On page four, he says that, “I do not deny that such 'Western' values as social democracy, solidarity, human rights and the rule of law need to be adopted in China. They also need to be adapted in China, they need to be enriched and sometimes constrained by Confucian values.” I disagree that social democracy, solidarity, human rights and the rule of law should be constrained. While there might be some cultural spins on the rule of law, or on what social democracy is, or what solidarity is, enriching and constraining these Western values by Confucian values strikes me as a justification for authoritarianism.

Finally, with regard to his proposal for a meritocratic house of government with deputies selected by such mechanisms as free and fair competitive examinations that would have the task of securing the interests of foreigners, future generations, ancestors and minority groups typically neglected by democratically selected political decision makers. I am not sure about the motivation for this. The Canadian Senate was originally designed as a house of meritorious people to constrain the Canadian House of Commons, which was people-based and it hasn't worked out as we hoped. I think the concern about tyranny of the majority has problems. If one is concerned that the majority of Chinese who are not foreigners, future generations, ancestors or minority groups, would be unfairly treated in a democratic system, the normal way in most countries for addressing tyranny of majority in a democratic system is a charter of rights and freedoms, rather than relying on the rule of virtuous men.

I think that Left Confucianism is able to be defined by whatever one wants to ascribe to it because the Confucian tradition is a very varied and rich tradition that says many contradictory things. What is Confucianism? It's in the eyes of the interpreter. I studied the history of ancient Chinese thought at Fudan University and worked on Neo-Confucianism, which is not really Confucianism at all. There are many strains there, and when you have such a huge, diverse and rich cultural tradition, you can pull a lot of things out of it to justify your own agenda.

He does mention that Jiang Qing says that Marxism no longer grabs the people and Confucianism is most likely to do so. I think that there could be some justification for that because Marxism-Leninism Thought, Deng Xiaoping Theory and the Three Represents, which are encapsulated in the Chinese Constitution and the Constitution of the Party, are largely discredited and something else would be more appealing. Actually anything else would be more appealing. The question is, do we need another ideology to legitimate patriarchical authoritarian rule? If Marxism isn't working, why try Confucianism to justify a non-democratic society?

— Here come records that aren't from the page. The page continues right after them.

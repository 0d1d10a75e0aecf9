//! Explorer
//!
//! Enumerates the consistent execution graphs of an [`EventSource`] under a
//! memory model, each exactly once, without storing visited states.
//!
//! # Search
//!
//! ```text
//! extend ──▶ schedule lowest runnable thread ──▶ add event ──▶ check
//!   ▲                                                            │
//!   │            Complete / Blocked / Inconsistent / Violation ◀─┘
//!   │                              │
//!   └── resume highest-stamp record ◀── worklist ◀── saved states
//! ```
//!
//! A read takes its first consistent source and queues the others as
//! forward records. A write takes its first consistent coherence position,
//! queues the others, then queues a backward record for every older read it
//! may revisit. Forward records rewind the graph through its undo log;
//! backward records save the current state and continue in the restricted
//! graph.

pub mod config;
pub mod outcome;
pub mod revisit;
pub mod worklist;

pub use config::{Bounds, ExplorerConfig, ExplorerConfigBuilder, Reductions, StopPolicy};
pub use outcome::{
    BoundKind, ExecutionObserver, ExplorationReport, ExplorationStats, ExplorerError, NullObserver,
    Violation,
};
pub use revisit::{Revisit, RevisitView};
pub use worklist::Worklist;

use crate::domain::event::{
    Annotation, AssumeKind, BlockReason, EventId, EventLabel, Stamp, ThreadId, Value,
};
use crate::domain::graph::{ExecutionGraph, MemoryLayout, WriteRef};
use crate::domain::oracle::{common, Oracle};
use crate::domain::reduction::{lapor, symmetry};
use crate::domain::source::{self, EventSource, Next, RecoverySource, ThreadContext};
use std::rc::Rc;
use std::time::Instant;
use tracing::{debug, info, trace, warn};

/// What the scheduled thread does next
#[derive(Debug)]
enum Step {
    Event(EventLabel),
    Finish,
    Block(BlockReason),
}

/// How a branch ended
#[derive(Debug)]
enum Terminal {
    Complete,
    Blocked,
    Inconsistent,
    Violation(Violation),
}

/// A graph and the choices left in it
struct SearchState {
    graph: ExecutionGraph,
    worklist: Worklist,
}

/// Stateless model checker over one event source
pub struct Explorer<'s> {
    source: &'s dyn EventSource,
    config: ExplorerConfig,
    oracle: Oracle,
}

On the plus side, and your final point, which I do agree with because I love this stuff, you refer to the current crisis of confidence in the West that might lead Western intellectuals to urn to Confucianism for hope and inspiration. I am actually not expecting large numbers of Western intellectuals to turn to Confucianism for hope and inspiration, but I wish they would. That is my assessment of your paper and I am sure we can discuss it later.